Если к собственным выводам прибавить свойственное детям подражание родителям, то восхищение семейным некрофилическим кумиром неизбежно должно было превратиться в привычку и тем над головой сомкнуться как стылая черная вода омута (помните слова В.: “Он всегда (! и ?) был для меня образцом мужчины!”). Итак, В. от себя как сексуального объекта отказалась. Сама.
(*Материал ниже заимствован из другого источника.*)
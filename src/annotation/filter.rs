use rusqlite::types::Value;

use crate::error::PathwayError;

/// How a filter key matches its column.
#[derive(Debug, Clone, Copy, PartialEq, Eq)]
pub enum MatchKind {
    /// Column value is one of the given values.
    AnyOf,
    /// Column contains the given text, ignoring ASCII case.
    Contains,
}

/// A named predicate a record kind accepts.
#[derive(Debug, Clone, Copy)]
pub struct FilterField {
    pub key: &'static str,
    pub column: &'static str,
    pub kind: MatchKind,
    pub normalize: fn(&str) -> Result<String, PathwayError>,
}

impl FilterField {
    pub const fn any_of(key: &'static str, column: &'static str) -> Self {
        Self {
            key,
            column,
            kind: MatchKind::AnyOf,
            normalize: trimmed,
        }
    }

    pub const fn contains(key: &'static str, column: &'static str) -> Self {
        Self {
            key,
            column,
            kind: MatchKind::Contains,
            normalize: trimmed,
        }
    }

    pub const fn normalized(mut self, normalize: fn(&str) -> Result<String, PathwayError>) -> Self {
        self.normalize = normalize;
        self
    }
}

pub fn trimmed(value: &str) -> Result<String, PathwayError> {
    Ok(value.trim().to_string())
}

pub fn uppercased(value: &str) -> Result<String, PathwayError> {
    Ok(value.trim().to_ascii_uppercase())
}

#[derive(Debug, Clone, PartialEq, Eq)]
pub enum Predicate {
    AnyOf(Vec<String>),
    Contains(String),
}

/// Filter criteria: named predicates combined with AND.
///
/// Keys are checked against the record kind when the query runs, so an
/// unknown key fails with [`PathwayError::Validation`] instead of being ignored.
/// An empty value list or empty substring constrains nothing.
#[derive(Debug, Clone, Default, PartialEq, Eq)]
pub struct Criteria {
    predicates: Vec<(String, Predicate)>,
    limit: Option<usize>,
}

impl Criteria {
    pub fn new() -> Self {
        Self::default()
    }

    pub fn any_of<I, S>(mut self, key: &str, values: I) -> Self
    where
        I: IntoIterator<Item = S>,
        S: Into<String>,
    {
        let values = values.into_iter().map(Into::into).collect();
        self.predicates
            .push((key.to_string(), Predicate::AnyOf(values)));
        self
    }

    pub fn contains(mut self, key: &str, text: impl Into<String>) -> Self {
        self.predicates
            .push((key.to_string(), Predicate::Contains(text.into())));
        self
    }

    pub fn limit(mut self, limit: usize) -> Self {
        self.limit = Some(limit);
        self
    }

    pub fn limit_value(&self) -> Option<usize> {
        self.limit
    }

    pub fn predicates(&self) -> &[(String, Predicate)] {
        &self.predicates
    }

    /// Builds criteria from `key=value` pairs, splitting set values on commas.
    pub fn from_pairs<S: AsRef<str>>(
        fields: &[FilterField],
        pairs: &[S],
    ) -> Result<Self, PathwayError> {
        let mut criteria = Criteria::new();
        for pair in pairs {
            let pair = pair.as_ref();
            let (key, value) = pair.split_once('=').ok_or_else(|| {
                PathwayError::Validation(format!("expected key=value, got `{pair}`"))
            })?;
            let field = lookup_field(fields, key.trim())?;
            criteria = match field.kind {
                MatchKind::AnyOf => criteria.any_of(
                    field.key,
                    value
                        .split(',')
                        .map(str::trim)
                        .filter(|item| !item.is_empty()),
                ),
                MatchKind::Contains => criteria.contains(field.key, value.trim()),
            };
        }
        Ok(criteria)
    }
}

fn lookup_field<'a>(fields: &'a [FilterField], key: &str) -> Result<&'a FilterField, PathwayError> {
    fields.iter().find(|field| field.key == key).ok_or_else(|| {
        let known = fields
            .iter()
            .map(|field| field.key)
            .collect::<Vec<_>>()
            .join(", ");
        PathwayError::Validation(format!("unknown filter key `{key}`; expected one of: {known}"))
    })
}

/// SQL `WHERE` fragment plus its bound parameters.
#[derive(Debug, Default)]
pub(crate) struct WhereClause {
    pub sql: String,
    pub params: Vec<Value>,
}

pub(crate) fn compile(fields: &[FilterField], criteria: &Criteria) -> Result<WhereClause, PathwayError> {
    let mut conditions = Vec::new();
    let mut params = Vec::new();

    for (key, predicate) in &criteria.predicates {
        let field = lookup_field(fields, key)?;
        match (field.kind, predicate) {
            (MatchKind::AnyOf, Predicate::AnyOf(values)) => {
                if values.is_empty() {
                    continue;
                }
                let placeholders = vec!["?"; values.len()].join(", ");
                conditions.push(format!("{} IN ({placeholders})", field.column));
                for value in values {
                    params.push(Value::Text((field.normalize)(value)?));
                }
            }
            (MatchKind::Contains, Predicate::Contains(text)) => {
                let text = (field.normalize)(text)?;
                if text.is_empty() {
                    continue;
                }
                conditions.push(format!("{} LIKE ? ESCAPE '\\'", field.column));
                params.push(Value::Text(format!("%{}%", escape_like(&text))));
            }
            (MatchKind::AnyOf, Predicate::Contains(_)) => {
                return Err(PathwayError::Validation(format!(
                    "`{key}` matches exact values; pass a list instead of a substring"
                )));
            }
            (MatchKind::Contains, Predicate::AnyOf(_)) => {
                return Err(PathwayError::Validation(format!(
                    "`{key}` is a substring match; pass a single text value"
                )));
            }
        }
    }

    let sql = if conditions.is_empty() {
        String::new()
    } else {
        format!(" WHERE {}", conditions.join(" AND "))
    };
    Ok(WhereClause { sql, params })
}

fn escape_like(text: &str) -> String {
    let mut escaped = String::with_capacity(text.len());
    for ch in text.chars() {
        if matches!(ch, '%' | '_' | '\\') {
            escaped.push('\\');
        }
        escaped.push(ch);
    }
    escaped
}

#[cfg(test)]
mod tests {
    use assert_matches::assert_matches;

    use super::*;

    const FIELDS: &[FilterField] = &[
        FilterField::any_of("gene_symbols", "gene_symbol"),
        FilterField::contains("pathway_name", "pathway_name"),
    ];

    #[test]
    fn compiles_and_combined_predicates() {
        let criteria = Criteria::new()
            .any_of("gene_symbols", ["TP53", "BRCA1"])
            .contains("pathway_name", "cancer");
        let clause = compile(FIELDS, &criteria).unwrap();
        assert_eq!(
            clause.sql,
            " WHERE gene_symbol IN (?, ?) AND pathway_name LIKE ? ESCAPE '\\'"
        );
        assert_eq!(clause.params.len(), 3);
    }

    #[test]
    fn empty_values_constrain_nothing() {
        let criteria = Criteria::new()
            .any_of("gene_symbols", Vec::<String>::new())
            .contains("pathway_name", "  ");
        let clause = compile(FIELDS, &criteria).unwrap();
        assert!(clause.sql.is_empty());
    }

    #[test]
    fn unknown_key_is_rejected() {
        let criteria = Criteria::new().any_of("pathway", ["x"]);
        assert_matches!(compile(FIELDS, &criteria), Err(PathwayError::Validation(_)));
    }

    #[test]
    fn like_wildcards_are_escaped() {
        assert_eq!(escape_like("50%_a\\b"), "50\\%\\_a\\\\b");
    }

    #[test]
    fn pairs_split_set_values() {
        let criteria =
            Criteria::from_pairs(FIELDS, &["gene_symbols=TP53, EGFR", "pathway_name=Cell cycle"])
                .unwrap();
        assert_eq!(
            criteria.predicates()[0].1,
            Predicate::AnyOf(vec!["TP53".to_string(), "EGFR".to_string()])
        );
        assert_eq!(
            criteria.predicates()[1].1,
            Predicate::Contains("Cell cycle".to_string())
        );
    }
}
Путь приспособления В. выбрала, если можно так выразиться, адлеровский: чтобы достигать своих целей, она, как не мальчик , и как не девочка , всегда играла роль слабенькой, но это была не более чем маска, в которой она достигала выполнения своих желаний. Среди них были разные; не было только истинно эротических . Так безмужней, фригидной и бездетной она, возможно, и прожила бы вплоть до встречи с П., если бы не влияние факторов, которые, к несчастью, присутствуют в жизни всех — быть как все (то есть сочетаться браком с достаточно случайным мужчиной, желательно ненавистным) ее подталкивал не только гипноз общественного мнения, но и заставляла мать. Властолюбивой матерью владели противоречивые чувства: с одной стороны — она, чтобы эту власть не утратить, дочь всячески запугивала и ограждала от контактов с хорошими людьми, чтобы у той не сформировалось целостное защитное мышление и, как следствие, она бы не нашла себе подходящую пару; с другой — обсуждение (намеки, вздохи, взгляды) безбрачия дочери было орудием ее унижения. Унижения от матери (как и многие дети, В. была ребенком, от начала нежеланным) и порабощение братом (всякое порабощение, вне зависимости от манер, — садистское) неизбежно в безбожном мире приводят к поиску психологической компенсации (противофазы маятника садо-мазохизма). Это — обретение над кем-то власти. Молодые девушки поступают самым гнусным из всех возможных способов: рожают ребенка , который зависим от них с пеленок, а чтобы власть над ним со временем не утратить, воспитывают его беспомощным. (Отец ребенка в таком случае есть нечто лишнее, после оплодотворения он нужен только как источник содержания. Наиболее откровенный вариант — развод в первый же год после рождения ребенка. В жизни будущего П. так было дважды, так поступила с первым мужем “В”., так поступила и Ольга, вторая жена Сергея.)
Как в таких случаях — замуж гонят, ей, как “не девочке”, быть с мужчиной постыдно, но очень хочется ребенка — обычно поступали подопечные Адлера? Оказавшаяся в такой ситуации девушка находит (бессознательно!) жениха, в хозяина заведомо не годящегося (импотент — наиболее желанный объект, когда ребенок не нужен; когда нужен — больше подходит алкоголик), после короткого супружества с ним разводится, а потом всю жизнь разыгрывает или страх перед мужчинами или к ним отвращение. Как показывает психотерапевтическая практика, женщины с подбором кандидатур необходимого типа (скрытый алкоголик, импотент) успешно справляются. Даже те, которые не имеют сексуального опыта. Каким образом им это удается? А вас что, удивляет, когда котенок начинает ловить мышей, даже если никогда не видел, как это делается? Не удивляет? И правильно.